A Visitor/Vacation Guide for Families, Couples & Friends
If you are into pop culture, a Millennial (or from any generation) or looking for a place to outlive and outlast anything the modern world can throw at you – even the zombie apocalypse – let us introduce you to Colonial Williamsburg, a sustainable – and self-sustaining – sanctuary that forged a community centuries before those terms were coined.
Colonial Williamsburg is home to hardcore makers and DIYers – do-it-yourselfers – of every imaginable skill. There’s no Target or Home Depot or Amazon Prime delivering ready-to-use stuff here. This is where the phrase “Made in America” basically started more than 300 years ago and continues.
Everything – the nails, bricks and wood used in construction to an array of weapons (cannons, guns, and barricades) to wheels for carriages to beer (beer!) – is made in Colonial Williamsburg’s Historic Area. Gardeners grow vegetables, flowers, and herbs. Weavers, dressmakers, shoemakers, wigmakers and tailors ensure you'll have something to wear. The Rare Breeds Program, one of the first in the country, raises heirloom milking cows, longwool sheep, draft horses and chickens. An apothecary stocks medicines.
In many cases, the tradesmen and tradeswomen who work in the Historic Area are among the few left in the world who practice their skills the 18th-century way.
Two years ago, the Worshipful Company of Wheelwrights of London, a company recognized in 1670, sent apprentices to Colonial Williamsburg to learn traditional skills from people there. "They didn't have anybody in England who still did the work the way we do," says Ken Schwarz, a master blacksmith and the head of historic trades at Colonial Williamsburg.
Other sites rely on the Historic Trades staff to supply mortar that's made on the site with burned oyster shells, water and a little bit of clay and brick dust. "Nobody we know of now makes their own bricks and their own mortar," Schwarz says.
If you're looking for a place that not only makes everything but has the means to withstand a siege, Colonial Williamsburg is it. The Historic Area stockpiles materials. The iron used in the forges is no longer manufactured so it’s salvaged – from a century-old grain elevator in Wisconsin and a bridge in northern New York – and stored on site. The same goes for the hand-sawn wood that spends years drying the old fashioned way until it’s ready for use.
Best of all, the artisans at Colonial Williamsburg know how to take something and reverse-engineer it. Schwarz says written records about how things were made in the 18th century are rare. It was an oral tradition.
"It takes a little while to begin to understand the techniques and to look at old work and see how thing are pieced together," Schwarz says. "You also begin to think in a different way. In the 21st century, most of the expense input is labor. In the 18th century, your most expensive input was material so that completely changes the way you approach manufacturing."
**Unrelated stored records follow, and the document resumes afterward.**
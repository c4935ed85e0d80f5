//! Case records and the tabular forms they travel in

mod case;
mod coerce;
mod raw;

pub use case::{CaseRecord, Dataset, RecordError, RecordId, RegionProfile, MAX_RECORD_ID};
pub use coerce::{canonical_number, parse_code, parse_number, parse_year};
pub use raw::{RawDataset, RawRow};

/// Column names of the dataset file.
///
/// The Indonesian names are the on-disk contract shared with the
/// existing dashboard files and must not be translated.
pub mod columns {
    pub const ID: &str = "id";
    pub const PROVINCE_CODE: &str = "kode_provinsi";
    pub const PROVINCE_NAME: &str = "nama_provinsi";
    pub const REGION_CODE: &str = "kode_kabupaten_kota";
    pub const REGION_NAME: &str = "nama_kabupaten_kota";
    pub const CASE_COUNT: &str = "jumlah_kasus";
    pub const UNIT: &str = "satuan";
    pub const YEAR: &str = "tahun";

    /// Columns every dataset must carry.
    pub const REQUIRED: [&str; 7] = [
        PROVINCE_CODE,
        PROVINCE_NAME,
        REGION_CODE,
        REGION_NAME,
        CASE_COUNT,
        UNIT,
        YEAR,
    ];

    /// Columns written on save, in order.
    pub const PERSISTED: [&str; 8] = [
        ID,
        PROVINCE_CODE,
        PROVINCE_NAME,
        REGION_CODE,
        REGION_NAME,
        CASE_COUNT,
        UNIT,
        YEAR,
    ];

    /// Columns a regional identity may not change.
    pub const PROTECTED: [&str; 5] = [PROVINCE_CODE, PROVINCE_NAME, REGION_CODE, REGION_NAME, UNIT];
}

/// Plausible reporting years.
pub const MIN_YEAR: i32 = 2000;
pub const MAX_YEAR: i32 = 2100;
//! Narrative insight from aggregate statistics
//!
//! `build_summary` condenses a dataset into structured statistics,
//! `InsightRequest` turns them into a prompt, and an `InsightClient`
//! sends the prompt to the text-generation service.

mod client;
mod history;
mod prompt;
mod summary;

pub use client::{classify_failure, extract_text, generate_narrative, GeminiClient, InsightClient, InsightError, MockClient};
pub use history::{HistoryEntry, InsightHistory};
pub use prompt::InsightRequest;
pub use summary::{build_summary, RegionGrowth, RegionTotal, StructuredSummary};
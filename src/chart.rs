//! Chart-ready data
//!
//! Every chart is computed from aggregation outputs (`group_sum`, `pivot`)
//! and serialized for whatever renders it. Nothing here draws.

use crate::aggregate::{group_sum, pivot, Agg, DatasetFilter, Field, KeyPart, PivotTable};
use crate::record::Dataset;
use crate::schema::percentile;
use serde::{Deserialize, Serialize};
use std::collections::BTreeMap;

/// Which chart to build
#[derive(Debug, Clone, PartialEq, Eq, Serialize, Deserialize)]
#[serde(tag = "kind", rename_all = "snake_case")]
pub enum ChartRequest {
    /// Yearly totals per province, optionally limited to some provinces
    BarTrend {
        #[serde(default)]
        provinces: Vec<String>,
    },
    /// Yearly totals per value of `group_by`
    LineTrend { group_by: Field },
    /// Region × year totals, for one province or the top-N regions overall
    Heatmap {
        #[serde(default)]
        province: Option<String>,
        top_n: usize,
    },
    /// Share of the top-N values of `group_by`
    Pie { group_by: Field, top_n: usize },
    /// Province → region totals
    Treemap,
    /// Province totals side by side for a set of years
    Comparison { years: Vec<i32> },
    /// Spread of per-row case counts for each value of `group_by`
    Box { group_by: Field },
}

impl ChartRequest {
    pub fn build(&self, dataset: &Dataset) -> ChartData {
        match self {
            Self::BarTrend { provinces } => bar_trend(dataset, provinces),
            Self::LineTrend { group_by } => line_trend(dataset, *group_by),
            Self::Heatmap { province, top_n } => heatmap(dataset, province.as_deref(), *top_n),
            Self::Pie { group_by, top_n } => pie(dataset, *group_by, *top_n),
            Self::Treemap => treemap(dataset),
            Self::Comparison { years } => comparison(dataset, years),
            Self::Box { group_by } => box_plot(dataset, *group_by),
        }
    }
}

#[derive(Debug, Clone, PartialEq, Serialize, Deserialize)]
pub struct Point {
    pub x: KeyPart,
    pub y: f64,
}

/// One named sequence of points, e.g. one province over the years
#[derive(Debug, Clone, PartialEq, Serialize, Deserialize)]
pub struct Series {
    pub name: String,
    pub points: Vec<Point>,
}

#[derive(Debug, Clone, PartialEq, Serialize, Deserialize)]
pub struct Slice {
    pub label: String,
    pub value: f64,
    /// Percent of the slices shown, not of the whole dataset
    pub share_pct: f64,
}

#[derive(Debug, Clone, PartialEq, Serialize, Deserialize)]
pub struct TreeNode {
    pub label: String,
    pub value: f64,
    #[serde(default, skip_serializing_if = "Vec::is_empty")]
    pub children: Vec<TreeNode>,
}

/// Five-number summary of one group, Tukey whiskers.
///
/// Whiskers end at the furthest values within 1.5 IQR of the quartiles;
/// values beyond them are listed in `outliers`.
#[derive(Debug, Clone, PartialEq, Serialize, Deserialize)]
pub struct BoxStats {
    pub label: KeyPart,
    pub count: usize,
    pub lower_whisker: f64,
    pub q1: f64,
    pub median: f64,
    pub q3: f64,
    pub upper_whisker: f64,
    #[serde(default, skip_serializing_if = "Vec::is_empty")]
    pub outliers: Vec<f64>,
}

/// Serializable chart payload
#[derive(Debug, Clone, PartialEq, Serialize, Deserialize)]
#[serde(tag = "chart", rename_all = "snake_case")]
pub enum ChartData {
    Bar {
        title: String,
        x_label: String,
        y_label: String,
        series: Vec<Series>,
    },
    Line {
        title: String,
        x_label: String,
        y_label: String,
        series: Vec<Series>,
    },
    Heatmap {
        title: String,
        table: PivotTable,
    },
    Pie {
        title: String,
        slices: Vec<Slice>,
    },
    Treemap {
        title: String,
        roots: Vec<TreeNode>,
    },
    Box {
        title: String,
        y_label: String,
        boxes: Vec<BoxStats>,
    },
}

impl ChartData {
    pub fn title(&self) -> &str {
        match self {
            Self::Bar { title, .. }
            | Self::Line { title, .. }
            | Self::Heatmap { title, .. }
            | Self::Pie { title, .. }
            | Self::Treemap { title, .. }
            | Self::Box { title, .. } => title,
        }
    }

    /// True when there is nothing to draw
    pub fn is_empty(&self) -> bool {
        match self {
            Self::Bar { series, .. } | Self::Line { series, .. } => series.is_empty(),
            Self::Heatmap { table, .. } => table.row_labels.is_empty(),
            Self::Pie { slices, .. } => slices.is_empty(),
            Self::Treemap { roots, .. } => roots.is_empty(),
            Self::Box { boxes, .. } => boxes.is_empty(),
        }
    }
}

const CASES: &str = "cases";
const YEAR: &str = "year";

/// One series per value of `series_by`, x = year.
fn yearly_series(dataset: &Dataset, series_by: Field) -> Vec<Series> {
    let mut series: BTreeMap<String, Vec<Point>> = BTreeMap::new();
    for group in group_sum(dataset, &[series_by, Field::Year]).iter() {
        if let [name, year @ KeyPart::Year(_)] = group.key.parts() {
            series.entry(name.to_string()).or_default().push(Point {
                x: year.clone(),
                y: group.sum,
            });
        }
    }
    series
        .into_iter()
        .map(|(name, points)| Series { name, points })
        .collect()
}

pub fn bar_trend(dataset: &Dataset, provinces: &[String]) -> ChartData {
    let slice = if provinces.is_empty() {
        dataset.clone()
    } else {
        let mut filter = DatasetFilter::new();
        filter.provinces = provinces.to_vec();
        filter.apply(dataset)
    };
    ChartData::Bar {
        title: "DBD cases per year".to_string(),
        x_label: YEAR.to_string(),
        y_label: CASES.to_string(),
        series: yearly_series(&slice, Field::ProvinceName),
    }
}

pub fn line_trend(dataset: &Dataset, group_by: Field) -> ChartData {
    ChartData::Line {
        title: format!("DBD cases per year by {}", group_by),
        x_label: YEAR.to_string(),
        y_label: CASES.to_string(),
        series: yearly_series(dataset, group_by),
    }
}

/// Dense region × year table; rows ordered by total, largest first.
pub fn heatmap(dataset: &Dataset, province: Option<&str>, top_n: usize) -> ChartData {
    let (slice, title) = match province {
        Some(p) => (
            DatasetFilter::new().with_province(p).apply(dataset),
            format!("DBD cases heatmap - {}", p),
        ),
        None => (dataset.clone(), format!("DBD cases heatmap (top {})", top_n)),
    };
    let ranked = group_sum(&slice, &[Field::RegionName]).nlargest(match province {
        Some(_) => usize::MAX,
        None => top_n,
    });
    let order: Vec<KeyPart> = ranked
        .into_iter()
        .filter_map(|g| g.key.parts().first().cloned())
        .collect();
    let table = pivot(&slice, Field::RegionName, Field::Year, Agg::Sum, 0.0).select_rows(&order);
    ChartData::Heatmap { title, table }
}

pub fn pie(dataset: &Dataset, group_by: Field, top_n: usize) -> ChartData {
    let top = group_sum(dataset, &[group_by]).nlargest(top_n);
    let shown: f64 = top.iter().map(|g| g.sum).sum();
    let slices = top
        .into_iter()
        .map(|g| Slice {
            label: g.key.to_string(),
            value: g.sum,
            share_pct: if shown > 0.0 { g.sum / shown * 100.0 } else { 0.0 },
        })
        .collect();
    ChartData::Pie {
        title: format!("DBD case distribution by {} (top {})", group_by, top_n),
        slices,
    }
}

pub fn treemap(dataset: &Dataset) -> ChartData {
    let mut provinces: BTreeMap<String, Vec<TreeNode>> = BTreeMap::new();
    for group in group_sum(dataset, &[Field::ProvinceName, Field::RegionName]).iter() {
        if let [province, region] = group.key.parts() {
            provinces.entry(province.to_string()).or_default().push(TreeNode {
                label: region.to_string(),
                value: group.sum,
                children: Vec::new(),
            });
        }
    }
    let roots = provinces
        .into_iter()
        .map(|(label, children)| TreeNode {
            label,
            value: children.iter().map(|c| c.value).sum(),
            children,
        })
        .collect();
    ChartData::Treemap {
        title: "DBD cases by province and region".to_string(),
        roots,
    }
}

/// One bar series per requested year, x = province.
pub fn comparison(dataset: &Dataset, years: &[i32]) -> ChartData {
    let grouped = group_sum(dataset, &[Field::Year, Field::ProvinceName]);
    let series = years
        .iter()
        .map(|year| Series {
            name: year.to_string(),
            points: grouped
                .iter()
                .filter(|g| g.key.year() == Some(*year))
                .filter_map(|g| {
                    g.key.parts().get(1).map(|province| Point {
                        x: province.clone(),
                        y: g.sum,
                    })
                })
                .collect(),
        })
        .collect();
    ChartData::Bar {
        title: "DBD cases compared across years".to_string(),
        x_label: "province".to_string(),
        y_label: CASES.to_string(),
        series,
    }
}

pub fn box_plot(dataset: &Dataset, group_by: Field) -> ChartData {
    let mut groups: BTreeMap<KeyPart, Vec<f64>> = BTreeMap::new();
    for record in dataset {
        groups.entry(group_by.value(record)).or_default().push(record.case_count);
    }
    let boxes = groups
        .into_iter()
        .filter_map(|(label, values)| box_stats(label, &values))
        .collect();
    ChartData::Box {
        title: format!("DBD case distribution by {}", group_by),
        y_label: CASES.to_string(),
        boxes,
    }
}

fn box_stats(label: KeyPart, values: &[f64]) -> Option<BoxStats> {
    let q1 = percentile(values, 0.25)?;
    let median = percentile(values, 0.5)?;
    let q3 = percentile(values, 0.75)?;
    let reach = 1.5 * (q3 - q1);
    let (low_fence, high_fence) = (q1 - reach, q3 + reach);

    let inside = values.iter().copied().filter(|v| (low_fence..=high_fence).contains(v));
    let lower_whisker = inside.clone().fold(f64::INFINITY, f64::min);
    let upper_whisker = inside.fold(f64::NEG_INFINITY, f64::max);
    let mut outliers: Vec<f64> = values
        .iter()
        .copied()
        .filter(|v| !(low_fence..=high_fence).contains(v))
        .collect();
    outliers.sort_by(|a, b| a.total_cmp(b));

    Some(BoxStats {
        label,
        count: values.len(),
        lower_whisker,
        q1,
        median,
        q3,
        upper_whisker,
        outliers,
    })
}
Projects are more likely to start with a scrap. Richard Sullivan, Colonial Williamsburg master gunsmith, scrap brass from the print shop to re-melt and cast into gun mounts. That sort of conserving and reusing resources, of course, bodes well for your survival.
Imagine a trade and you will find it at Colonial Williamsburg. Leather work, book binding, blacksmithing, brick making, cabinet making, carpentry, historic cooking, gunsmithing, gardening, printing, dressmaking, shoe making, silversmithing, tinsmithing, weaving, wheel making, and wig making.
Whatever your interest, we can connect you with the person who interests you. But we suggest you don't delay. You never know when the barbarians – or the zombies – may descend. But the odds-on favorite of where people will survive is where they have always survived, thanks to DIY: Colonial Williamsburg.